TASK DIRECTIONS:
The listing below holds a line with "if self.max_attempts == 0" and a later line with "pub trait FileSystem". Write out those two lines and every line between them, exactly, and nothing else.

* * * * * * *

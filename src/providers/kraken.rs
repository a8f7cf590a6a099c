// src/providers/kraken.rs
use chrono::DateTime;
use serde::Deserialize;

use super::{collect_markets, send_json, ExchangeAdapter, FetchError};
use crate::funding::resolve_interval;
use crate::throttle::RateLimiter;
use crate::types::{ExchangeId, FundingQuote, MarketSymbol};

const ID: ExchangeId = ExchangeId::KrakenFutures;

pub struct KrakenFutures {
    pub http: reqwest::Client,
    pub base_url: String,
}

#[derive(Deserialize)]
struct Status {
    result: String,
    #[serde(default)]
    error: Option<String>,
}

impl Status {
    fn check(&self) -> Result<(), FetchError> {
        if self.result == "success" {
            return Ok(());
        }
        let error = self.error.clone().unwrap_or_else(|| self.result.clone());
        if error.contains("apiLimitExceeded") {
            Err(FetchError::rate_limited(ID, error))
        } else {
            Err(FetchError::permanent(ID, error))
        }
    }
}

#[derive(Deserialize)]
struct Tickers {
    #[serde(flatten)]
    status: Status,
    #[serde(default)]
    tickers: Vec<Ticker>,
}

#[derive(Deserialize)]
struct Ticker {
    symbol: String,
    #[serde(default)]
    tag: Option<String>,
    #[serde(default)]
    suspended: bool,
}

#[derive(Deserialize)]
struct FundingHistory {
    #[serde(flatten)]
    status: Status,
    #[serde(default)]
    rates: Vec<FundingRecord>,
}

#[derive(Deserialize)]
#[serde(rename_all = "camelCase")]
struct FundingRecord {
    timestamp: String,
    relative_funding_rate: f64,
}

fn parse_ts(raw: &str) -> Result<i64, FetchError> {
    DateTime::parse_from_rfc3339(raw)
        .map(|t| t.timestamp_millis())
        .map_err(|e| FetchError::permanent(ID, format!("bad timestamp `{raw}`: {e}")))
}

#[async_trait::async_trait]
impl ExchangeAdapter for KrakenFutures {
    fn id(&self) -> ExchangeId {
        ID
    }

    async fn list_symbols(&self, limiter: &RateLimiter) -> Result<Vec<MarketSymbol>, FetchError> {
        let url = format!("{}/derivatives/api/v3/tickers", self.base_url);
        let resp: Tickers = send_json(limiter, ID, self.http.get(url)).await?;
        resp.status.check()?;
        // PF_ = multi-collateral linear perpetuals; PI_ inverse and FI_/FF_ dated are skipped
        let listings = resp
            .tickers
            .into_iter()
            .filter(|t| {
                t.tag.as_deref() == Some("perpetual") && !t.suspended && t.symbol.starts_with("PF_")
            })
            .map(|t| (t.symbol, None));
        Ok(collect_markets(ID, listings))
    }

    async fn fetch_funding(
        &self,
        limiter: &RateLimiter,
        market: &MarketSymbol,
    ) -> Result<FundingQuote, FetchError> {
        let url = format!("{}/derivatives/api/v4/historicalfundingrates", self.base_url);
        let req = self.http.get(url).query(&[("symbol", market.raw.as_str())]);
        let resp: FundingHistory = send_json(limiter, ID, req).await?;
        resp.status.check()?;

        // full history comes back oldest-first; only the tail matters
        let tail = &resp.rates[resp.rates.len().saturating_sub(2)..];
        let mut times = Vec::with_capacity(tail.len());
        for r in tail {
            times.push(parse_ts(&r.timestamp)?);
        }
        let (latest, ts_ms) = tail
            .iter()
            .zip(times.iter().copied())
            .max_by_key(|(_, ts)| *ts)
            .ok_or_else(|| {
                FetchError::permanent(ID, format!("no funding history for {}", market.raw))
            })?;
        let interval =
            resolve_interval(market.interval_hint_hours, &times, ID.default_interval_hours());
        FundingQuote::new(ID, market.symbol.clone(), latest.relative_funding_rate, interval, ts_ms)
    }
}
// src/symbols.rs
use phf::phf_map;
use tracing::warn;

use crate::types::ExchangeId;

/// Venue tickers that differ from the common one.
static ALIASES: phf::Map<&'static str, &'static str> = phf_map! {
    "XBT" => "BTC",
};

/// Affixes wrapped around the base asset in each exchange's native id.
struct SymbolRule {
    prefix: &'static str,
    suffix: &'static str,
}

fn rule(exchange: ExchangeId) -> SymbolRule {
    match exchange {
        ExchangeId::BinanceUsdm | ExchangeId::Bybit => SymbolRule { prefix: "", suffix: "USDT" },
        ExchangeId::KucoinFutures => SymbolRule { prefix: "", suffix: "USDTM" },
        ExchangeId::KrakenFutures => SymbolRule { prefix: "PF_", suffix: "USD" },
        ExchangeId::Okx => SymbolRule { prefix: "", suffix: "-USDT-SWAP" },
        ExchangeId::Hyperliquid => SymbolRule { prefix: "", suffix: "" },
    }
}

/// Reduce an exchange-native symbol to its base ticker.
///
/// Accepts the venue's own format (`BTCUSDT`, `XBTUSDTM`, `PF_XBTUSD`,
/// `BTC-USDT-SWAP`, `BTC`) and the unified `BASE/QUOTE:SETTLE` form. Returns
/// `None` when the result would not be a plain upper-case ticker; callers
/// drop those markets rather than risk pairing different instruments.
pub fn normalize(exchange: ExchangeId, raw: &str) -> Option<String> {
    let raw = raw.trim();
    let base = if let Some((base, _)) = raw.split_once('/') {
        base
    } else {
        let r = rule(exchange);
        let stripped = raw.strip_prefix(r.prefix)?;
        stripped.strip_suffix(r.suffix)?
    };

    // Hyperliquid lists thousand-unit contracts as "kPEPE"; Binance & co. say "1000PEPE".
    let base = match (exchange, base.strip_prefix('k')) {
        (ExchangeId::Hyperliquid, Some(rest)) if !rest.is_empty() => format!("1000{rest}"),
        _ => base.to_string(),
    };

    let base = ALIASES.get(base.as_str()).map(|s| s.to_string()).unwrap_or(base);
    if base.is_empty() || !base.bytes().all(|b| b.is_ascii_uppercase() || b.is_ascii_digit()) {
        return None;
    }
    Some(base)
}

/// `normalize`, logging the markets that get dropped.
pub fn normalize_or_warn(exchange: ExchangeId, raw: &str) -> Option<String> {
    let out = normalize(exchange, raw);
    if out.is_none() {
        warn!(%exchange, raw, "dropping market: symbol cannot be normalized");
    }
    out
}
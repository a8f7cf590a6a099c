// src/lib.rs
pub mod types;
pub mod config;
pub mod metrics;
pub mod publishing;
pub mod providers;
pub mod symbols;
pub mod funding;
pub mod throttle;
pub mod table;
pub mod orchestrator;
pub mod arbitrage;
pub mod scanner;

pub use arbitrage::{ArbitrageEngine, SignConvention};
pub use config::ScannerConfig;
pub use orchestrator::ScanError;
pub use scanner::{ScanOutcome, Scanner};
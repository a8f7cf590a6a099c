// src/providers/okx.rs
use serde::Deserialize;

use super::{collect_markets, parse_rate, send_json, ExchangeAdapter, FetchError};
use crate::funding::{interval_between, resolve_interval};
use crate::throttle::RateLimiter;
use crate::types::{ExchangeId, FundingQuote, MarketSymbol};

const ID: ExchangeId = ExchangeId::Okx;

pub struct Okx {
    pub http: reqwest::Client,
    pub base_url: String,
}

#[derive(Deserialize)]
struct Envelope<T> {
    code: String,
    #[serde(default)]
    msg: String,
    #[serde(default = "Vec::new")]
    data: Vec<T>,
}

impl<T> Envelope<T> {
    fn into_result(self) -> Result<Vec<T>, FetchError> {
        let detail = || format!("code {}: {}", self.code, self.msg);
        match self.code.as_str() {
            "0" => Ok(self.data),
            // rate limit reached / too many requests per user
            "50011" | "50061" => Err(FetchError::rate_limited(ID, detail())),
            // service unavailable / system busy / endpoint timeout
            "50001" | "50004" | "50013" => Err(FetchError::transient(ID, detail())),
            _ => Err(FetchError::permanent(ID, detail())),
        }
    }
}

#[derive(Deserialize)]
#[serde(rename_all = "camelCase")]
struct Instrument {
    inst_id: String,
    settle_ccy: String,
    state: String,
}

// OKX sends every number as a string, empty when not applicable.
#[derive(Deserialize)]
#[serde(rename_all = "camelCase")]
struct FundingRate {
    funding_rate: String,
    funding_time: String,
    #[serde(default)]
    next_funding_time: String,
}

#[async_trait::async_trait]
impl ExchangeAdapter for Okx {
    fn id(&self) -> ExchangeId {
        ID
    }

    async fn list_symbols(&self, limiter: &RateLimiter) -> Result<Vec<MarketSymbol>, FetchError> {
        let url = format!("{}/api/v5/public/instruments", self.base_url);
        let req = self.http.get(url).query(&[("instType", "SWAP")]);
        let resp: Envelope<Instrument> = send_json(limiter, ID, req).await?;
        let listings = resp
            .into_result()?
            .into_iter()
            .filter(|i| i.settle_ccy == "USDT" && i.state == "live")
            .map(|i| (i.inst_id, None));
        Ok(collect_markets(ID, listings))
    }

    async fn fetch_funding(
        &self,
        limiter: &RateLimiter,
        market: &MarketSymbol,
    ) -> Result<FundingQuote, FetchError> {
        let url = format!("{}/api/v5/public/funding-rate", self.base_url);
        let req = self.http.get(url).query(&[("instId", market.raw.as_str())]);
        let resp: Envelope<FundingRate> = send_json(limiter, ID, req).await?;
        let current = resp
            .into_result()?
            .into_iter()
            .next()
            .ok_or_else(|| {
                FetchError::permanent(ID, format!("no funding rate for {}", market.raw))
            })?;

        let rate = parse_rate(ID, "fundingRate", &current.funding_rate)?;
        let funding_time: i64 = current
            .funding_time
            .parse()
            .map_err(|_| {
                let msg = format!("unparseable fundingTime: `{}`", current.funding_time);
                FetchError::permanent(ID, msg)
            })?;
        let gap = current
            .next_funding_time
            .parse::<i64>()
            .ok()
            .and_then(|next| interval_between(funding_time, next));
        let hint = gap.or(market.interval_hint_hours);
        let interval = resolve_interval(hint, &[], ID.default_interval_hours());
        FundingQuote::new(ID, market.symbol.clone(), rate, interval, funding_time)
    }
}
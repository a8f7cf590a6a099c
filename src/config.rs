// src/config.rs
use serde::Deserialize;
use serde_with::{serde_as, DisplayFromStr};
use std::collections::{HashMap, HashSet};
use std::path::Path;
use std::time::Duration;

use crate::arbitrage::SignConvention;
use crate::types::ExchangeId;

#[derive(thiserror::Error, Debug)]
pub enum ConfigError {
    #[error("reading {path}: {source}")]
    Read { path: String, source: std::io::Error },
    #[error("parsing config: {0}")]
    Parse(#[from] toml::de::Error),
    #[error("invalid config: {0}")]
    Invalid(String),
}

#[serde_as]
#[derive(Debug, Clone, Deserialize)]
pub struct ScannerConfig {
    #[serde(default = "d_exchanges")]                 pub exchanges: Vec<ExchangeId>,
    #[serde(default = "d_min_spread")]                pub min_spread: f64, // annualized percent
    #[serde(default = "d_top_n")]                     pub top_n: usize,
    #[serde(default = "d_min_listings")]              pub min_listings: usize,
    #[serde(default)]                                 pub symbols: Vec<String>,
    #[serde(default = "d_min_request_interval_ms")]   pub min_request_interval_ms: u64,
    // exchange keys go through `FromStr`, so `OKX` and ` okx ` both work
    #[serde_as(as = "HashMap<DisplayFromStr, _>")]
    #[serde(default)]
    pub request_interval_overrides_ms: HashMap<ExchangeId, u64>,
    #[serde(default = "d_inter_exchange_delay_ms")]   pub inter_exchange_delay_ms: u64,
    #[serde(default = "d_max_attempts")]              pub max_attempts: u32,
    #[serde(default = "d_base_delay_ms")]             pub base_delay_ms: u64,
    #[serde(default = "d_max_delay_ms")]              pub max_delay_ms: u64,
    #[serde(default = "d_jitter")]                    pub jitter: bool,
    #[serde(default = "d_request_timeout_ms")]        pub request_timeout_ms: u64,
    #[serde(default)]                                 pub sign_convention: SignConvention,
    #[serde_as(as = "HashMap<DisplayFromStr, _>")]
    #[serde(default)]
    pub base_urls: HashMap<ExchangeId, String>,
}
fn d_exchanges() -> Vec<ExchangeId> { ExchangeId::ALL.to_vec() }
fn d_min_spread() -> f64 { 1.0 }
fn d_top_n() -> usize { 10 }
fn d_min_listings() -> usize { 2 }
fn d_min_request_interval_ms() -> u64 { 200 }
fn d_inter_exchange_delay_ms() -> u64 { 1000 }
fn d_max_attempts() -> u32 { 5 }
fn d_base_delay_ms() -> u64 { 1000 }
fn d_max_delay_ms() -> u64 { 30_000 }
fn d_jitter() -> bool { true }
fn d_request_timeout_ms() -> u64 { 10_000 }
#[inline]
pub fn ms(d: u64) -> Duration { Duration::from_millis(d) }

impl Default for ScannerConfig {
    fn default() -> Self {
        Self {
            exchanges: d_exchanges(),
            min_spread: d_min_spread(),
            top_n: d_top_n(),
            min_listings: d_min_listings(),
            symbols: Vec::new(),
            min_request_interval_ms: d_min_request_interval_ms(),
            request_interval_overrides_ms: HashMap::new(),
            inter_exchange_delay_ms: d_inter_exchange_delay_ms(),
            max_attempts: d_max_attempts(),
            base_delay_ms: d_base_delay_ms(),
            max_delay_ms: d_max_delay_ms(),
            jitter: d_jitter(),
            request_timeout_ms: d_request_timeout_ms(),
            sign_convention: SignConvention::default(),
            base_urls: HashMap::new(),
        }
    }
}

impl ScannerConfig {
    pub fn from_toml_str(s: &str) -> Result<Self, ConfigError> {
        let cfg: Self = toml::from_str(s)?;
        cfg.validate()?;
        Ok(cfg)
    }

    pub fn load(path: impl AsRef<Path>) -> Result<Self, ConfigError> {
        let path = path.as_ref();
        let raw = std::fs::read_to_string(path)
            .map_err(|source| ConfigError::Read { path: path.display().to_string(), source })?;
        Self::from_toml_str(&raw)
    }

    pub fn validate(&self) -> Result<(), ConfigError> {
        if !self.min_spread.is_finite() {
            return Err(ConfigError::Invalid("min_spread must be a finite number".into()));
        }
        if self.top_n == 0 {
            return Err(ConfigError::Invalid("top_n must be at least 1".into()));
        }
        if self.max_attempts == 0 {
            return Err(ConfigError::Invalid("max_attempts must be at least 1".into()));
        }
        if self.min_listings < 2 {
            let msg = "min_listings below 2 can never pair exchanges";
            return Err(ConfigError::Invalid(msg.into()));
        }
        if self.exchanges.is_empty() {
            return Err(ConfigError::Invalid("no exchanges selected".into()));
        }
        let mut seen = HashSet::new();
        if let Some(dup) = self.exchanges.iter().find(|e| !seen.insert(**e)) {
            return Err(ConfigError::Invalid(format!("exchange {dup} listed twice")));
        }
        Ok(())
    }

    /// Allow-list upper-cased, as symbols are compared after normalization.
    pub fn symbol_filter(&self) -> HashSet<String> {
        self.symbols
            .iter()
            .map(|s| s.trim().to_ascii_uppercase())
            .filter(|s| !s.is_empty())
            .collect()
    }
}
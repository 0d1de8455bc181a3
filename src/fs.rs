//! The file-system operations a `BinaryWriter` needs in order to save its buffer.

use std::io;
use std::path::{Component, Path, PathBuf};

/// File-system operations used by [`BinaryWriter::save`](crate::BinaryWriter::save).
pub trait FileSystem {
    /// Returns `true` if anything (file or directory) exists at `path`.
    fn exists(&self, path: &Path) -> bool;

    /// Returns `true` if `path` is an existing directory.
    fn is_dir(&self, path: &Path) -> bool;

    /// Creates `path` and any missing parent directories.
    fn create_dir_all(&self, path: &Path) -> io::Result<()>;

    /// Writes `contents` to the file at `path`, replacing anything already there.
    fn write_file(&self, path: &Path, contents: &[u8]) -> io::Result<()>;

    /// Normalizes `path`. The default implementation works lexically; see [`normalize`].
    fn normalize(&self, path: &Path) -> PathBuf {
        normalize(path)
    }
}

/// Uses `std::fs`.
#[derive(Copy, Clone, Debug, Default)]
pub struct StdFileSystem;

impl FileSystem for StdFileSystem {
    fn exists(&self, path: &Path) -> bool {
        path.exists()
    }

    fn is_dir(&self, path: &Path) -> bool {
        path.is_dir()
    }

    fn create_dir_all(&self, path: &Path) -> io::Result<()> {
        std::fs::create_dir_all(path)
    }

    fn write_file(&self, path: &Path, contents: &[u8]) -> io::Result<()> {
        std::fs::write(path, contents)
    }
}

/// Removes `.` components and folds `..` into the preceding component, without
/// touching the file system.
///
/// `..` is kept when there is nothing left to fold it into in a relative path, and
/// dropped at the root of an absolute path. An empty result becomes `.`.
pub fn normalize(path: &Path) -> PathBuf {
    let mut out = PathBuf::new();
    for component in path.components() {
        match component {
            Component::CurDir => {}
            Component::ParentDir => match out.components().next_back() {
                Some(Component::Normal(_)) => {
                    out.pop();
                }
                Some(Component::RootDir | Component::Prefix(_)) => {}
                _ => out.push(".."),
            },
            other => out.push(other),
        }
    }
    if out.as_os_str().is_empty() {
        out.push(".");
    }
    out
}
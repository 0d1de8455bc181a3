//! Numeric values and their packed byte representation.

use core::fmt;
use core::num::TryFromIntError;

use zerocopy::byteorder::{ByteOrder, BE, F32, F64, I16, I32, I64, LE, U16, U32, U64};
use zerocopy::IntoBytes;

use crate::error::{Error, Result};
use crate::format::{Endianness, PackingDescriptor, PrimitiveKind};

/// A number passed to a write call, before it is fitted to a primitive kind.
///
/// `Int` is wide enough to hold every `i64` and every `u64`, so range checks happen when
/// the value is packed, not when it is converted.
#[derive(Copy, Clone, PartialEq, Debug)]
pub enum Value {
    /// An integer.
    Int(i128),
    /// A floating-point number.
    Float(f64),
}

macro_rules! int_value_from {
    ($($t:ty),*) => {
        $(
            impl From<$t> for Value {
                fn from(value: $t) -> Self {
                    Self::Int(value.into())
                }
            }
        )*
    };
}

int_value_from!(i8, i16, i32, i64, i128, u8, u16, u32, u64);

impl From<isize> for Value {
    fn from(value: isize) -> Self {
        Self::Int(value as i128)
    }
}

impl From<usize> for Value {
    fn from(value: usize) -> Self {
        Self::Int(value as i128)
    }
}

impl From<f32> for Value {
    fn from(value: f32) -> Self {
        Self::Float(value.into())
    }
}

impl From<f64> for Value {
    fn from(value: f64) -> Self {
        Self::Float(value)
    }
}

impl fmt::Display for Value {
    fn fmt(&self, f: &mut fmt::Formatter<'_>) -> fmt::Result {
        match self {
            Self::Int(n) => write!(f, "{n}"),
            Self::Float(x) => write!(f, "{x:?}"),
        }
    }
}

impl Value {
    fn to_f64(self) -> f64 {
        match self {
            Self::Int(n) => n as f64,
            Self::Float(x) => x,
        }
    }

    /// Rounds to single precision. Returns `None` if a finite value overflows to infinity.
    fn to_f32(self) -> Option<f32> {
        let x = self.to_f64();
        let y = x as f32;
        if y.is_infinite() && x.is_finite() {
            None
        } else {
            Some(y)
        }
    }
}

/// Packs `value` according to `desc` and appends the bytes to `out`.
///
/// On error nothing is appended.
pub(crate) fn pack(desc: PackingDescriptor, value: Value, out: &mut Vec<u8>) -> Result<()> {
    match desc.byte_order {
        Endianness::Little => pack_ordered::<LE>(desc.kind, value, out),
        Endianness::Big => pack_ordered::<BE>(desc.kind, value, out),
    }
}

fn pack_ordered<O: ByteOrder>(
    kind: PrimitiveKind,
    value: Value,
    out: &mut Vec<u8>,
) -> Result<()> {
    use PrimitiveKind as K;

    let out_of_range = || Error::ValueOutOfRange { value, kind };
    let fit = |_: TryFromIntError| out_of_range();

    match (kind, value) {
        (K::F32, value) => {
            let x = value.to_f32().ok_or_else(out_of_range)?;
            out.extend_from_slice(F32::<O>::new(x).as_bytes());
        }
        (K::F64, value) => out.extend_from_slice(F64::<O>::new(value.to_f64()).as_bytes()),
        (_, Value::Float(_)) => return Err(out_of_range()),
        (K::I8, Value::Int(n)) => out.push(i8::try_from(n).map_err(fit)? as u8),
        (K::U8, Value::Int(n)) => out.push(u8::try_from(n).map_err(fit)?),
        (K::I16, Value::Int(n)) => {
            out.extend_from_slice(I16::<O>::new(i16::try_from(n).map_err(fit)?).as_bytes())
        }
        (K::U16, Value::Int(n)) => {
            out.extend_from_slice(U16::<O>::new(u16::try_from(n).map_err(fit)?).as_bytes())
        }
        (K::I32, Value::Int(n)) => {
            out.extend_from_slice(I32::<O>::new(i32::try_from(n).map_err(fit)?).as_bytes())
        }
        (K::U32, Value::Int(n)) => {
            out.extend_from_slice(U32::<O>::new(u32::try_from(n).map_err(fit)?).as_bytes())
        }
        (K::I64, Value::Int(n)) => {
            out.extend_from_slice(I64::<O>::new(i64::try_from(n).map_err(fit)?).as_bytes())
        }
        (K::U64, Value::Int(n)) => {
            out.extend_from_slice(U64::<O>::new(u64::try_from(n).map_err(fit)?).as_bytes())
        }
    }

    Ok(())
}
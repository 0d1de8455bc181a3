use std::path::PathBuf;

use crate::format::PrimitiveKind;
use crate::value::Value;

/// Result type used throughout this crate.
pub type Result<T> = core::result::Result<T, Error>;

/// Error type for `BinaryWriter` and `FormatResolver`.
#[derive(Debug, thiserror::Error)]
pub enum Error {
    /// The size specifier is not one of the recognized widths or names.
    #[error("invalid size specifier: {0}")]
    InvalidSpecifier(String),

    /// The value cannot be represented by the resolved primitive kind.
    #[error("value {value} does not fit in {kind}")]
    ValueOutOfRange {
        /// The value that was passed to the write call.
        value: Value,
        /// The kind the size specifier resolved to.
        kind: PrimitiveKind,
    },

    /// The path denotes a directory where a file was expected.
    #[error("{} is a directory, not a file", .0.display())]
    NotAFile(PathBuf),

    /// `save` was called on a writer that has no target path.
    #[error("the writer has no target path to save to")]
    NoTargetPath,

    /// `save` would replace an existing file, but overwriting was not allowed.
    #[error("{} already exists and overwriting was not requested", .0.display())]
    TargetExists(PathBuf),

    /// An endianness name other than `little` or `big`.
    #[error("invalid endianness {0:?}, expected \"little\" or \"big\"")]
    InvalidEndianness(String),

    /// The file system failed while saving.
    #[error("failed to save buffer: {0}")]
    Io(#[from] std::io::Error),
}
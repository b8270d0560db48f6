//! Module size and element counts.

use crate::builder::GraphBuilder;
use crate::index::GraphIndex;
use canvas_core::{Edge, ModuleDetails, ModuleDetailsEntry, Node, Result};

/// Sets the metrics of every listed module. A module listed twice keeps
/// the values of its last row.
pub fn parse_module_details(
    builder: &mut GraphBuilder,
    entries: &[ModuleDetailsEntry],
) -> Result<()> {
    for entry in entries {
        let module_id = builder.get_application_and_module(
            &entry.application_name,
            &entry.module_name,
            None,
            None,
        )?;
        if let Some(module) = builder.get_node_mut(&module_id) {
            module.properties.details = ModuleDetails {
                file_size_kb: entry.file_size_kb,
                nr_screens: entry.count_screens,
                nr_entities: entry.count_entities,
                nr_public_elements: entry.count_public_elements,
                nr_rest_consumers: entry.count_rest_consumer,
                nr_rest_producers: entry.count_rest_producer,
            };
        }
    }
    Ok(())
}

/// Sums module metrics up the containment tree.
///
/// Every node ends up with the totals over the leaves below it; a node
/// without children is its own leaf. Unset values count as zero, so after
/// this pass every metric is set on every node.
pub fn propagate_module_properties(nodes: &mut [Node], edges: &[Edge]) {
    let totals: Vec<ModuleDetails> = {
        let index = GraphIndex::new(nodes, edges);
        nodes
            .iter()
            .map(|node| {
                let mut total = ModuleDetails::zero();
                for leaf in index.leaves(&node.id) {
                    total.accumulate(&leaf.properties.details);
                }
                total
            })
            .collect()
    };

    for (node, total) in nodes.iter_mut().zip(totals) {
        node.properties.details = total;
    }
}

* * * * * * *

RESPONSE TO THIS EXERCISE:
        if self.max_attempts == 0 {
            return Err(ConfigError::Invalid("max_attempts must be at least 1".into()));
        }
        if self.min_listings < 2 {
            let msg = "min_listings below 2 can never pair exchanges";
            return Err(ConfigError::Invalid(msg.into()));
        }
        if self.exchanges.is_empty() {
            return Err(ConfigError::Invalid("no exchanges selected".into()));
        }
        let mut seen = HashSet::new();
        if let Some(dup) = self.exchanges.iter().find(|e| !seen.insert(**e)) {
            return Err(ConfigError::Invalid(format!("exchange {dup} listed twice")));
        }
        Ok(())
    }

    /// Allow-list upper-cased, as symbols are compared after normalization.
    pub fn symbol_filter(&self) -> HashSet<String> {
        self.symbols
            .iter()
            .map(|s| s.trim().to_ascii_uppercase())
            .filter(|s| !s.is_empty())
            .collect()
    }
}
repository 0d1de8455bc181a3
filename src/fs.rs
//! The file-system operations a `BinaryWriter` needs in order to save its buffer.

use std::io;
use std::path::{Component, Path, PathBuf};

/// File-system operations used by [`BinaryWriter::save`](crate::BinaryWriter::save).
pub trait FileSystem {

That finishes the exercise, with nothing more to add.